Он тяжелыми шагами сошел с кафедры и удалился. Молящиеся били себя в грудь и плакали. Только через некоторое время они стали мало-помалу расходиться, не прерывая молитв. Щеки пылали, глаза лили горючие слезы. Улицы, дома, дворцы, Флоренция - все стояло на своем месте. Но толпа потоками медленно растекалась по городу, и каждый глядел на знакомую улицу и на свой собственный дом уже иначе - взглядом сокрушенным, полным слез и раскаяния.
А Лоренцо Медичи со своими философами после проповеди пошел посмотреть на львов.

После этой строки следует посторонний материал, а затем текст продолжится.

// SPDX-License-Identifier: Apache-2.0
// Copyright Open Network Fabric Authors

//! Capture summary.

use crate::consts;
use crate::packet::Packet;
use crate::value::{FieldValue, Vars};
use ordermap::OrderMap;
use serde::Serialize;
use std::fmt::Display;
use tracing::info;

use tracectl::trace_target;
trace_target!("summary", LevelFilter::INFO, &["pktverify"]);

/// Statistics over a capture.
#[derive(Debug, Clone, Default, PartialEq, Serialize)]
pub struct Summary {
    pub total: usize,
    pub wpan: usize,
    pub eth: usize,
    pub first_timestamp: Option<f64>,
    pub last_timestamp: Option<f64>,
    /// Packets carrying each layer, in order of first appearance.
    pub layers: OrderMap<String, usize>,
    /// MLE messages per command name.
    pub mle_commands: OrderMap<String, usize>,
    /// Frames sent per node, keyed by variable name (or address when no
    /// variable holds it).
    pub senders: OrderMap<String, usize>,
}

impl Summary {
    #[must_use]
    pub fn new(pkts: &[Packet], vars: &Vars) -> Self {
        let mut summary = Summary {
            total: pkts.len(),
            ..Default::default()
        };

        for p in pkts {
            if p.wpan() {
                summary.wpan += 1;
            }
            if p.eth() {
                summary.eth += 1;
            }
            let ts = p.sniff_timestamp();
            summary.first_timestamp = Some(summary.first_timestamp.map_or(ts, |t| t.min(ts)));
            summary.last_timestamp = Some(summary.last_timestamp.map_or(ts, |t| t.max(ts)));

            let mut seen: Vec<&str> = Vec::new();
            for layer in p.layers() {
                if !seen.contains(&layer.name()) {
                    seen.push(layer.name());
                    *summary.layers.entry(layer.name().to_string()).or_default() += 1;
                }
            }

            if let Some(cmd) = p.int("mle.cmd") {
                let name = consts::mle_command_name(cmd)
                    .map_or_else(|| format!("Unknown ({cmd})"), str::to_string);
                *summary.mle_commands.entry(name).or_default() += 1;
            }

            let sender = if p.wpan() {
                p.ext_addr("wpan.src64").map(FieldValue::ExtAddr)
            } else if p.eth() {
                p.eth_addr("eth.src").map(FieldValue::EthAddr)
            } else {
                None
            };
            if let Some(sender) = sender {
                *summary.senders.entry(sender_name(&sender, vars)).or_default() += 1;
            }
        }
        summary
    }

    /// Capture duration in seconds.
    #[must_use]
    pub fn duration(&self) -> f64 {
        match (self.first_timestamp, self.last_timestamp) {
            (Some(first), Some(last)) => last - first,
            _ => 0.0,
        }
    }

    /// Log the summary.
    pub fn show(&self) {
        for line in self.to_string().lines() {
            info!("{line}");
        }
    }
}

fn sender_name(addr: &FieldValue, vars: &Vars) -> String {
    vars.iter()
        .find(|(_, v)| v.loose_eq(addr))
        .map_or_else(|| addr.to_string(), |(name, _)| name.clone())
}

impl Display for Summary {
    fn fmt(&self, f: &mut std::fmt::Formatter<'_>) -> std::fmt::Result {
        writeln!(
            f,
            "{} packets ({} wpan, {} eth) over {:.3}s",
            self.total,
            self.wpan,
            self.eth,
            self.duration()
        )?;
        let sections = [
            ("layer", &self.layers),
            ("mle command", &self.mle_commands),
            ("sender", &self.senders),
        ];
        for (title, counts) in sections {
            if counts.is_empty() {
                continue;
            }
            let width = counts.keys().map(String::len).max().unwrap_or(0).max(title.len());
            writeln!(f, "  {title:<width$}  count")?;
            for (name, count) in counts {
                writeln!(f, "  {name:<width$}  {count:>5}")?;
            }
        }
        Ok(())
    }
}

Мускулистые могучие звери во рву нежились на солнце, только в соседней клетке - у пантер и леопардов - было неспокойно. Полосатые и пятнистые звери с вытянутыми волнистыми боками тревожно расхаживали вдоль своих утесов; обгрызенные кровавые кости валялись на песке. Вдруг один зверь подскочил к самой решетке, и в этом прыжке влажная от пота шкура его сверкнула на солнце живым драгоценным камнем. Зверь тихо зарычал, другие остановились, смущенные, глухо ворча. Еще один длинный прыжок и ощеренные зубы, вытянутое бичом тело повалилось и загремел кровавый рев. Сторож леопардов Джиджи встал, пригрозив бичом, с помощью грубых окриков и длинного металлического прута навел порядок. Полосатые звери возобновили свою беспокойную волнистую ходьбу взад и вперед, а забияка легким прыжком перенесся через утес и зарылся там в песке, словно длинная игла. Львы не пошевелились. Там, дальше, в отдельном углубленном загоне поднял свою громадную гривастую голову, до тех пор лениво покоившуюся на могучих лапах, самый большой лев - Ганнибал и продолжительно зевнул. Глотка и зубы его засветились на солнце красным и желтым. Это был огромный зверь, любимец князя, известный во всей Флоренции. Его держали не только для красоты, как предмет роскоши: он был также исполнителем приговоров судилища.
Джиджи, желая сделать приятное и угодить князю, вошел в соседнюю клетку и вернулся с маленьким леопардом, детенышем, который жмурился от солнца и обслюнявил одежду Медичи, шаловливо барахтаясь у него в руке. Потом его вернули матери, и Джиджи напомнил, что новорожденному еще не дали клички.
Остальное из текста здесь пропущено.